Smart IoT Pet Feeder
A modern, 3D-printed automatic pet feeder designed for remote feeding via smartphone. Built using Wi-Fi-enabled microcontrollers and efficient 3D-printed parts, this feeder dispenses food on a customizable schedule or on demand using a mobile app.
Update: I am actively updating this project page with improved documentation, refined portion calibration, and additional reliability testing.

Smart IoT Pet Feeder Overview
- Wi-Fi connected feeder with app-based manual dispense and scheduled feeding.
- Motor-driven dispensing mechanism (auger/rotary) with calibrated timing for repeatable portions.
- Status logging: tracks last dispense, upcoming schedule, and user actions.
- Reliability and safety considerations: jam detection, missed-cycle handling, and manual override.
- Modular 3D-printed housing for easy cleaning and fast iteration on mechanical parts.
- Cloud/API-ready design: supports lightweight MQTT/HTTP integration hooks for smart home workflows.
Tools Used
- Embedded / IoT: Wi-Fi microcontroller (ESP32-class), motor driver, sensors (optional for jam/level), power regulation
- Firmware: C/C++ (event/state logic, scheduling, device control), OTA update support (optional)

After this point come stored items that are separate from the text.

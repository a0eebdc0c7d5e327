//! Font faces for meme text.
//!
//! Bold DejaVu faces are embedded so composition works on hosts without
//! system fonts. Each picker family maps to the closest embedded face; a
//! font directory can override any family with `{family}.ttf`.

use ab_glyph::FontArc;
use std::collections::HashMap;
use std::path::Path;
use std::sync::OnceLock;
use tracing::{info, warn};

use crate::overlay::FontFamily;

static SANS_CONDENSED_BOLD: OnceLock<FontArc> = OnceLock::new();
static SANS_BOLD: OnceLock<FontArc> = OnceLock::new();
static SERIF_BOLD: OnceLock<FontArc> = OnceLock::new();

fn sans_condensed_bold() -> &'static FontArc {
    SANS_CONDENSED_BOLD.get_or_init(|| {
        FontArc::try_from_slice(include_bytes!("fonts/DejaVuSansCondensed-Bold.ttf"))
            .expect("Failed to load DejaVu Sans Condensed Bold")
    })
}

fn sans_bold() -> &'static FontArc {
    SANS_BOLD.get_or_init(|| {
        FontArc::try_from_slice(include_bytes!("fonts/DejaVuSans-Bold.ttf"))
            .expect("Failed to load DejaVu Sans Bold")
    })
}

fn serif_bold() -> &'static FontArc {
    SERIF_BOLD.get_or_init(|| {
        FontArc::try_from_slice(include_bytes!("fonts/DejaVuSerif-Bold.ttf"))
            .expect("Failed to load DejaVu Serif Bold")
    })
}

/// Embedded face used for a family.
fn embedded(family: FontFamily) -> &'static FontArc {
    match family {
        FontFamily::Impact => sans_condensed_bold(),
        FontFamily::Arial | FontFamily::Helvetica | FontFamily::Comic => sans_bold(),
        FontFamily::Times | FontFamily::Kalam => serif_bold(),
    }
}

/// Resolves a [`FontFamily`] to a loaded face.
#[derive(Clone, Default)]
pub struct FontBook {
    overrides: HashMap<FontFamily, FontArc>,
}

impl FontBook {
    /// Only the embedded faces.
    pub fn embedded() -> Self {
        Self::default()
    }

    /// Embedded faces, replaced by `{dir}/{family}.ttf` where present.
    pub fn with_dir(dir: &Path) -> Self {
        let mut overrides = HashMap::new();
        for family in FontFamily::all() {
            let path = dir.join(format!("{}.ttf", family.name()));
            if !path.exists() {
                continue;
            }
            match std::fs::read(&path).map(FontArc::try_from_vec) {
                Ok(Ok(font)) => {
                    info!(target: "fonts", "Using {} for {}", path.display(), family);
                    overrides.insert(*family, font);
                }
                Ok(Err(e)) => warn!(target: "fonts", "Invalid font {}: {}", path.display(), e),
                Err(e) => warn!(target: "fonts", "Failed to read {}: {}", path.display(), e),
            }
        }
        Self { overrides }
    }

    pub fn font_for(&self, family: FontFamily) -> &FontArc {
        self.overrides.get(&family).unwrap_or_else(|| embedded(family))
    }
}

impl std::fmt::Debug for FontBook {
    fn fmt(&self, f: &mut std::fmt::Formatter<'_>) -> std::fmt::Result {
        f.debug_struct("FontBook")
            .field("overrides", &self.overrides.keys().collect::<Vec<_>>())
            .finish()
    }
}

- Networking: HTTP and/or MQTT messaging, local network control
- Mechanical: 3D-printed parts (hopper, dispenser housing, mounts), iterative prototyping
- CAD / Prototyping: CAD modeling + 3D printing workflow
Purpose
Design and build a reliable, app-connected feeder that automates daily feeding while emphasizing repeatable portioning, safe operation, and a mechanically serviceable 3D-printed design.
Results
- Implemented remote manual dispense and scheduled feeding control over Wi-Fi.
- Achieved repeatable portions through dispenser timing calibration and mechanical tuning.
- Added logging and basic fault handling to improve reliability and traceability.
- Built a modular 3D-printed enclosure that simplifies cleaning and maintenance.
Conclusion
This project demonstrates end-to-end hardware–software integration: designing a 3D-printed mechanism, building embedded firmware to control a motor-driven dispenser, and enabling reliable scheduling and remote operation over Wi-Fi. It strengthened my skills in embedded control, IoT communication, mechanical iteration, and building systems that behave predictably in real-world use. I’m continuing to refine the design through improved calibration, reliability testing, and expanded fault detection.